Praise the Lord. Praise the Lord from the heavens; praise him in the heights above. Praise him, all his angels; praise him, all his heavenly hosts. Praise him, sun and moon; praise him, all you shining stars. Praise him, you highest heavens and you waters above the skies. Let them praise the name of the Lord, for at his command they were created, and he established them for ever and ever— he issued a decree that will never pass away. Praise the Lord from the earth, you great sea creatures and all ocean depths, lightning and hail, snow and clouds, stormy winds that do his bidding, you mountains and all hills,fruit trees and all cedars, wild animals and all cattle, small creatures and flying birds, kings of the earth and all nations, you princes and all rulers on earth, young men and women, old men and children. Let them praise the name of the Lord, for his name alone is exalted; his splendor is above the earth and the heavens. And he has raised up for his people a horn, the praise of all his faithful servants, of Israel, the people close to his heart. Praise the Lord. Psalm 148

I discovered that I am very much like the main character in the children's book Are You My Mother? as I search endlessly to find where my shape fits. Until last week at Tybee, I didn't have language for this state of searching in which I so often live. Like the mesmerizing jigsaw puzzles that require attempts at fitting pieces into one another only to discover that as close as they come, they aren't quite the two that go together, I realize this experience of continual dissonance is what leaves me in a low level (and often more acute) state of anxiety. "Are you my mother?" may better be translated, "Is this where my shape fits?"

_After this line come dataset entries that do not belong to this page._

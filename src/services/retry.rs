//! Retry logic for calls to external services
//!
//! Transient failures (timeouts, 5xx, a model rambling instead of answering)
//! are retried with exponential backoff before the caller gives up.

use std::time::Duration;

use backoff::ExponentialBackoff;
use backoff::backoff::Backoff;
use tokio_util::sync::CancellationToken;
use tracing::{info, warn};

/// Retry configuration
#[derive(Debug, Clone)]
pub struct RetryConfig {
    /// Total attempts, including the first one
    pub max_attempts: u32,
    /// Initial backoff duration
    pub initial_interval: Duration,
    /// Maximum backoff duration
    pub max_interval: Duration,
    /// Multiplier for exponential backoff
    pub multiplier: f64,
}

impl Default for RetryConfig {
    fn default() -> Self {
        Self {
            max_attempts: 3,
            initial_interval: Duration::from_secs(5),
            max_interval: Duration::from_secs(60),
            multiplier: 2.0,
        }
    }
}

impl RetryConfig {
    /// Single attempt, no waiting
    pub fn none() -> Self {
        Self {
            max_attempts: 1,
            initial_interval: Duration::ZERO,
            max_interval: Duration::ZERO,
            multiplier: 1.0,
        }
    }

    /// Create an ExponentialBackoff from this config
    pub fn to_backoff(&self) -> ExponentialBackoff {
        ExponentialBackoff {
            current_interval: self.initial_interval,
            initial_interval: self.initial_interval,
            max_interval: self.max_interval,
            multiplier: self.multiplier,
            randomization_factor: 0.0,
            max_elapsed_time: None,
            ..Default::default()
        }
    }
}

/// Execute an async operation with retry logic.
///
/// Cancelling `cancel` ends the backoff wait early and returns the last error.
pub async fn retry_async<T, E, Fut, F>(
    operation: F,
    config: &RetryConfig,
    operation_name: &str,
    cancel: &CancellationToken,
) -> Result<T, E>
where
    F: Fn() -> Fut,
    Fut: std::future::Future<Output = Result<T, E>>,
    E: std::fmt::Display,
{
    let mut attempts = 0;
    let mut backoff = config.to_backoff();

    loop {
        attempts += 1;
        match operation().await {
            Ok(result) => return Ok(result),
            Err(e) => {
                if attempts >= config.max_attempts.max(1) {
                    warn!(
                        operation = %operation_name,
                        attempts = attempts,
                        error = %e,
                        "Operation failed after max attempts"
                    );
                    return Err(e);
                }

                if let Some(duration) = backoff.next_backoff() {
                    warn!(
                        operation = %operation_name,
                        attempt = attempts,
                        max_attempts = config.max_attempts,
                        error = %e,
                        retry_in_ms = duration.as_millis() as u64,
                        "Operation failed, retrying"
                    );
                    tokio::select! {
                        _ = cancel.cancelled() => {
                            info!(operation = %operation_name, "Shutdown requested, giving up retries");
                            return Err(e);
                        }
                        _ = tokio::time::sleep(duration) => {}
                    }
                } else {
                    return Err(e);
                }
            }
        }
    }
}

Standing beside, sitting before, walking along, swimming in, or paddleboarding on the vast ocean set beneath an expansive sky, I am wonderfully small and delightfully insignificant. I can't disrupt the tides nor can any of the troubles in the world from which I've taken a week's break. The clouds in all their varied shapes and pastel colors, the beautiful sunrises and glorious sunsets will not be interrupted or deterred because humanity can't get along or is battling a pandemic or has just learned some new bit of information about another pending crisis. And so in this extraordinarily soul-nourishing place filled with seagulls and pelicans flying in long lines back and forth from Little Tybee throughout the day, filled with morning glories that wake up with the sun and close up in the evening, filled with blue crabs, horseshoe crabs, ghost crabs, stingrays, sharks, and dolphins, filled with sea oats, palmetto plants and palm trees, and filled with my children and husband and extended family, I found where my piece fits. Effortlessly, without friction, without notice my shape finds its home.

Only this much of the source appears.